<<<<

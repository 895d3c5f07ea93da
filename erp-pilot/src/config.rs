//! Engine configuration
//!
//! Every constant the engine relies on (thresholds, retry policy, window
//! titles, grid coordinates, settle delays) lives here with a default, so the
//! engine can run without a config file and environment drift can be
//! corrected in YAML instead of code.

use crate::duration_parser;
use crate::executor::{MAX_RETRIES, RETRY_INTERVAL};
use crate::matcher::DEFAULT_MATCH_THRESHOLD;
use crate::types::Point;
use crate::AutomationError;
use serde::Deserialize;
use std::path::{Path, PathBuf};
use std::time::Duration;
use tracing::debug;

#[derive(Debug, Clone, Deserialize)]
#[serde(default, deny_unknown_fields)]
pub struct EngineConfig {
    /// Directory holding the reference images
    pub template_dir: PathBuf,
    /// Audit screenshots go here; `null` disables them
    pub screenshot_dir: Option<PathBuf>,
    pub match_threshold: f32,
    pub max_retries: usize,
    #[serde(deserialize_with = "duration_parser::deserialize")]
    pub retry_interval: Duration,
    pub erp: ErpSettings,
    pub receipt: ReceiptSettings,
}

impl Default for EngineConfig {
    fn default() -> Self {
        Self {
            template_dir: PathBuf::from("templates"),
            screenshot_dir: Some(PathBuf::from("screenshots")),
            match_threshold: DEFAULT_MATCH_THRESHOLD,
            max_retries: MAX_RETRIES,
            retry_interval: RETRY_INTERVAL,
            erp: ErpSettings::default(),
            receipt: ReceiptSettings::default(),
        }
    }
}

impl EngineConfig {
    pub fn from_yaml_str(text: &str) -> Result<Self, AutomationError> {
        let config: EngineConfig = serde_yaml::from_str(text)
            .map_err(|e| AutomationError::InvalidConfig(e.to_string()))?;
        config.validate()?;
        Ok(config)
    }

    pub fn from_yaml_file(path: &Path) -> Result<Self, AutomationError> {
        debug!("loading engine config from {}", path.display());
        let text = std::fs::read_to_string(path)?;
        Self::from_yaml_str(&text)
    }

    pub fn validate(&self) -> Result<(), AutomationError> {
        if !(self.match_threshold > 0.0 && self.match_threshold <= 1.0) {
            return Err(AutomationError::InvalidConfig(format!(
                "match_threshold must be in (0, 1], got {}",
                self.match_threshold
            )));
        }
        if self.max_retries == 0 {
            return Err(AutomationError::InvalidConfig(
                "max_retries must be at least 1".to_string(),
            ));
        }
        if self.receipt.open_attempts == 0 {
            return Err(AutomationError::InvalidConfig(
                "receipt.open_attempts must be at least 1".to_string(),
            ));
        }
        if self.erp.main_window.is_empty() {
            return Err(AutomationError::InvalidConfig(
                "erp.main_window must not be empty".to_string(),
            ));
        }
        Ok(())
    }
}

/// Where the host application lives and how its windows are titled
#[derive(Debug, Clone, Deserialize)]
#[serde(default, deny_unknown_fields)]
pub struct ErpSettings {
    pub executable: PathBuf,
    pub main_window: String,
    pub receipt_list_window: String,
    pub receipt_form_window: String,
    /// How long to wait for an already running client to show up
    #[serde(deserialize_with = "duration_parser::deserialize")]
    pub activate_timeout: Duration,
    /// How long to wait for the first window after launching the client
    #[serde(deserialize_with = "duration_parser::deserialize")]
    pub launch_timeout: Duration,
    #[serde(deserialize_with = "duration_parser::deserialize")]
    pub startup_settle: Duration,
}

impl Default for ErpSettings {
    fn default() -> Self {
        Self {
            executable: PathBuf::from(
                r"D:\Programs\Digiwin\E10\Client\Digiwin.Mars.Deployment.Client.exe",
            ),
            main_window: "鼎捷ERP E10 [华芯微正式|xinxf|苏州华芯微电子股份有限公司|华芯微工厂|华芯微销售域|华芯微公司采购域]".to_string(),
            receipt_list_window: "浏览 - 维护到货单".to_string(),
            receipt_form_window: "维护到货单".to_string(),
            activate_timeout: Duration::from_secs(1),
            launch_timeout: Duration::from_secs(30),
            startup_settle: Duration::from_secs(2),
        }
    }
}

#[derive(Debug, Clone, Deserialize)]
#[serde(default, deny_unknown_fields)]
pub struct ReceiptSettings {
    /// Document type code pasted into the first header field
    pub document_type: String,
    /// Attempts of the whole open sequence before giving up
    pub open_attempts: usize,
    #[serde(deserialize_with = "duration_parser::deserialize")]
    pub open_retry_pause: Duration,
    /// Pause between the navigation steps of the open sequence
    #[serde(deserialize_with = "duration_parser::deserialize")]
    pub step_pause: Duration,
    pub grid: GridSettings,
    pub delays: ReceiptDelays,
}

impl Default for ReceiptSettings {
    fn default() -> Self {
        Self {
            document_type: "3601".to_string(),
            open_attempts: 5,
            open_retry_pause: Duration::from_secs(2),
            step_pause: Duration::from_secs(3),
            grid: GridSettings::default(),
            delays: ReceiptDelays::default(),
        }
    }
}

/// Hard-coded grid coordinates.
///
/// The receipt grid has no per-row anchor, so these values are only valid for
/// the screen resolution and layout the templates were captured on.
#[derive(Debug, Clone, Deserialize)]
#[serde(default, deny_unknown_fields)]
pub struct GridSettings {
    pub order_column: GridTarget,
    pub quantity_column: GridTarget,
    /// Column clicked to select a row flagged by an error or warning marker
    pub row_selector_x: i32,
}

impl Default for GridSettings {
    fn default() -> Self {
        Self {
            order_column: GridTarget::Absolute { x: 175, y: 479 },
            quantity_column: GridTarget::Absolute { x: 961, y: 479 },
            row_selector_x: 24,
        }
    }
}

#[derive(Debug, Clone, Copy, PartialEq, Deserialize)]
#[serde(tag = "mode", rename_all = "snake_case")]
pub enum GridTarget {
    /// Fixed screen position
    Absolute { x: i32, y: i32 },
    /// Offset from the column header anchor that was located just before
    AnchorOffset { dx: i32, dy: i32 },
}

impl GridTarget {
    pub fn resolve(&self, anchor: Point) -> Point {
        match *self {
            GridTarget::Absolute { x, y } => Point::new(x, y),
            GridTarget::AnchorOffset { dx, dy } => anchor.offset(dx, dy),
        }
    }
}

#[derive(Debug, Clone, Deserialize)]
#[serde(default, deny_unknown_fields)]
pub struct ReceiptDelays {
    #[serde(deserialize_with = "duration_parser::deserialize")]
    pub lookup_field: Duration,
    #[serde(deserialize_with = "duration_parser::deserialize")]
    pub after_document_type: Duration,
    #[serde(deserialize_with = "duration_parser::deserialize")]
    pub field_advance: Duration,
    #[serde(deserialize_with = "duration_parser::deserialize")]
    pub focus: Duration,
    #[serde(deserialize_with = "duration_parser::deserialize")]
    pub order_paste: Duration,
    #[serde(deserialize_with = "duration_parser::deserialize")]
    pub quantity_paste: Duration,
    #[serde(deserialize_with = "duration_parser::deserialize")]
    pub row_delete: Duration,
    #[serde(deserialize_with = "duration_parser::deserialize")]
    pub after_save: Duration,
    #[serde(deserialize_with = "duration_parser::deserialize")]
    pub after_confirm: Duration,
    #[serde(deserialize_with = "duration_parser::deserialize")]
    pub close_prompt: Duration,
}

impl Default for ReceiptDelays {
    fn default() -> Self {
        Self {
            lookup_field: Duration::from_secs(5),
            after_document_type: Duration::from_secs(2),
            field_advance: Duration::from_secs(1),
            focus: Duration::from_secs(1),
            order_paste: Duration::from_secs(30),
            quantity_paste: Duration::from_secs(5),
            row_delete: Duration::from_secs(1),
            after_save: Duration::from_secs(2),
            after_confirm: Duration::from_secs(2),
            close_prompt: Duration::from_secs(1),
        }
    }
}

>>>>

• **EXERCISE**
Could you repeat every record word for word?

• **EXPECTED ANSWER**
repository 895d3c5f07ea93da
filename erp-pilot/src/config.rs
//! Engine configuration
//!
//! Every constant the engine relies on (thresholds, retry policy, window
//! titles, grid coordinates, settle delays) lives here with a default, so the
//! engine can run without a config file and environment drift can be
//! corrected in YAML instead of code.

use crate::duration_parser;
use crate::executor::{MAX_RETRIES, RETRY_INTERVAL};
use crate::matcher::DEFAULT_MATCH_THRESHOLD;
use crate::types::Point;
use crate::AutomationError;
use serde::Deserialize;
use std::path::{Path, PathBuf};
use std::time::Duration;
use tracing::debug;

#[derive(Debug, Clone, Deserialize)]
#[serde(default, deny_unknown_fields)]
pub struct EngineConfig {
    /// Directory holding the reference images
    pub template_dir: PathBuf,
    /// Audit screenshots go here; `null` disables them
    pub screenshot_dir: Option<PathBuf>,
    pub match_threshold: f32,
    pub max_retries: usize,
    #[serde(deserialize_with = "duration_parser::deserialize")]
    pub retry_interval: Duration,
    pub erp: ErpSettings,
    pub receipt: ReceiptSettings,
}

impl Default for EngineConfig {
    fn default() -> Self {
        Self {
            template_dir: PathBuf::from("templates"),
            screenshot_dir: Some(PathBuf::from("screenshots")),
            match_threshold: DEFAULT_MATCH_THRESHOLD,
            max_retries: MAX_RETRIES,
            retry_interval: RETRY_INTERVAL,
            erp: ErpSettings::default(),
            receipt: ReceiptSettings::default(),
        }
    }
}

impl EngineConfig {
    pub fn from_yaml_str(text: &str) -> Result<Self, AutomationError> {
        let config: EngineConfig = serde_yaml::from_str(text)
            .map_err(|e| AutomationError::InvalidConfig(e.to_string()))?;
        config.validate()?;
        Ok(config)
    }

    pub fn from_yaml_file(path: &Path) -> Result<Self, AutomationError> {
        debug!("loading engine config from {}", path.display());
        let text = std::fs::read_to_string(path)?;
        Self::from_yaml_str(&text)
    }

    pub fn validate(&self) -> Result<(), AutomationError> {
        if !(self.match_threshold > 0.0 && self.match_threshold <= 1.0) {
            return Err(AutomationError::InvalidConfig(format!(
                "match_threshold must be in (0, 1], got {}",
                self.match_threshold
            )));
        }
        if self.max_retries == 0 {
            return Err(AutomationError::InvalidConfig(
                "max_retries must be at least 1".to_string(),
            ));
        }
        if self.receipt.open_attempts == 0 {
            return Err(AutomationError::InvalidConfig(
                "receipt.open_attempts must be at least 1".to_string(),
            ));
        }
        if self.erp.main_window.is_empty() {
            return Err(AutomationError::InvalidConfig(
                "erp.main_window must not be empty".to_string(),
            ));
        }
        Ok(())
    }
}

/// Where the host application lives and how its windows are titled
#[derive(Debug, Clone, Deserialize)]
#[serde(default, deny_unknown_fields)]
pub struct ErpSettings {
    pub executable: PathBuf,
    pub main_window: String,
    pub receipt_list_window: String,
    pub receipt_form_window: String,
    /// How long to wait for an already running client to show up
    #[serde(deserialize_with = "duration_parser::deserialize")]
    pub activate_timeout: Duration,
    /// How long to wait for the first window after launching the client
    #[serde(deserialize_with = "duration_parser::deserialize")]
    pub launch_timeout: Duration,
    #[serde(deserialize_with = "duration_parser::deserialize")]
    pub startup_settle: Duration,
}

impl Default for ErpSettings {
    fn default() -> Self {
        Self {
            executable: PathBuf::from(
                r"D:\Programs\Digiwin\E10\Client\Digiwin.Mars.Deployment.Client.exe",
            ),
            main_window: "鼎捷ERP E10 [华芯微正式|xinxf|苏州华芯微电子股份有限公司|华芯微工厂|华芯微销售域|华芯微公司采购域]".to_string(),
            receipt_list_window: "浏览 - 维护到货单".to_string(),
            receipt_form_window: "维护到货单".to_string(),
            activate_timeout: Duration::from_secs(1),
            launch_timeout: Duration::from_secs(30),
            startup_settle: Duration::from_secs(2),
        }
    }
}

#[derive(Debug, Clone, Deserialize)]
#[serde(default, deny_unknown_fields)]
pub struct ReceiptSettings {
    /// Document type code pasted into the first header field
    pub document_type: String,
    /// Attempts of the whole open sequence before giving up
    pub open_attempts: usize,
    #[serde(deserialize_with = "duration_parser::deserialize")]
    pub open_retry_pause: Duration,
    /// Pause between the navigation steps of the open sequence
    #[serde(deserialize_with = "duration_parser::deserialize")]
    pub step_pause: Duration,
    pub grid: GridSettings,
    pub delays: ReceiptDelays,
}

impl Default for ReceiptSettings {
    fn default() -> Self {
        Self {
            document_type: "3601".to_string(),
            open_attempts: 5,
            open_retry_pause: Duration::from_secs(2),
            step_pause: Duration::from_secs(3),
            grid: GridSettings::default(),
            delays: ReceiptDelays::default(),
        }
    }
}

/// Hard-coded grid coordinates.
///
/// The receipt grid has no per-row anchor, so these values are only valid for
/// the screen resolution and layout the templates were captured on.
#[derive(Debug, Clone, Deserialize)]
#[serde(default, deny_unknown_fields)]
pub struct GridSettings {
    pub order_column: GridTarget,
    pub quantity_column: GridTarget,
    /// Column clicked to select a row flagged by an error or warning marker
    pub row_selector_x: i32,
}

impl Default for GridSettings {
    fn default() -> Self {
        Self {
            order_column: GridTarget::Absolute { x: 175, y: 479 },
            quantity_column: GridTarget::Absolute { x: 961, y: 479 },
            row_selector_x: 24,
        }
    }
}

#[derive(Debug, Clone, Copy, PartialEq, Deserialize)]
#[serde(tag = "mode", rename_all = "snake_case")]
pub enum GridTarget {
    /// Fixed screen position
    Absolute { x: i32, y: i32 },
    /// Offset from the column header anchor that was located just before
    AnchorOffset { dx: i32, dy: i32 },
}

impl GridTarget {
    pub fn resolve(&self, anchor: Point) -> Point {
        match *self {
            GridTarget::Absolute { x, y } => Point::new(x, y),
            GridTarget::AnchorOffset { dx, dy } => anchor.offset(dx, dy),
        }
    }
}

#[derive(Debug, Clone, Deserialize)]
#[serde(default, deny_unknown_fields)]
pub struct ReceiptDelays {
    #[serde(deserialize_with = "duration_parser::deserialize")]
    pub lookup_field: Duration,
    #[serde(deserialize_with = "duration_parser::deserialize")]
    pub after_document_type: Duration,
    #[serde(deserialize_with = "duration_parser::deserialize")]
    pub field_advance: Duration,
    #[serde(deserialize_with = "duration_parser::deserialize")]
    pub focus: Duration,
    #[serde(deserialize_with = "duration_parser::deserialize")]
    pub order_paste: Duration,
    #[serde(deserialize_with = "duration_parser::deserialize")]
    pub quantity_paste: Duration,
    #[serde(deserialize_with = "duration_parser::deserialize")]
    pub row_delete: Duration,
    #[serde(deserialize_with = "duration_parser::deserialize")]
    pub after_save: Duration,
    #[serde(deserialize_with = "duration_parser::deserialize")]
    pub after_confirm: Duration,
    #[serde(deserialize_with = "duration_parser::deserialize")]
    pub close_prompt: Duration,
}

impl Default for ReceiptDelays {
    fn default() -> Self {
        Self {
            lookup_field: Duration::from_secs(5),
            after_document_type: Duration::from_secs(2),
            field_advance: Duration::from_secs(1),
            focus: Duration::from_secs(1),
            order_paste: Duration::from_secs(30),
            quantity_paste: Duration::from_secs(5),
            row_delete: Duration::from_secs(1),
            after_save: Duration::from_secs(2),
            after_confirm: Duration::from_secs(2),
            close_prompt: Duration::from_secs(1),
        }
    }
}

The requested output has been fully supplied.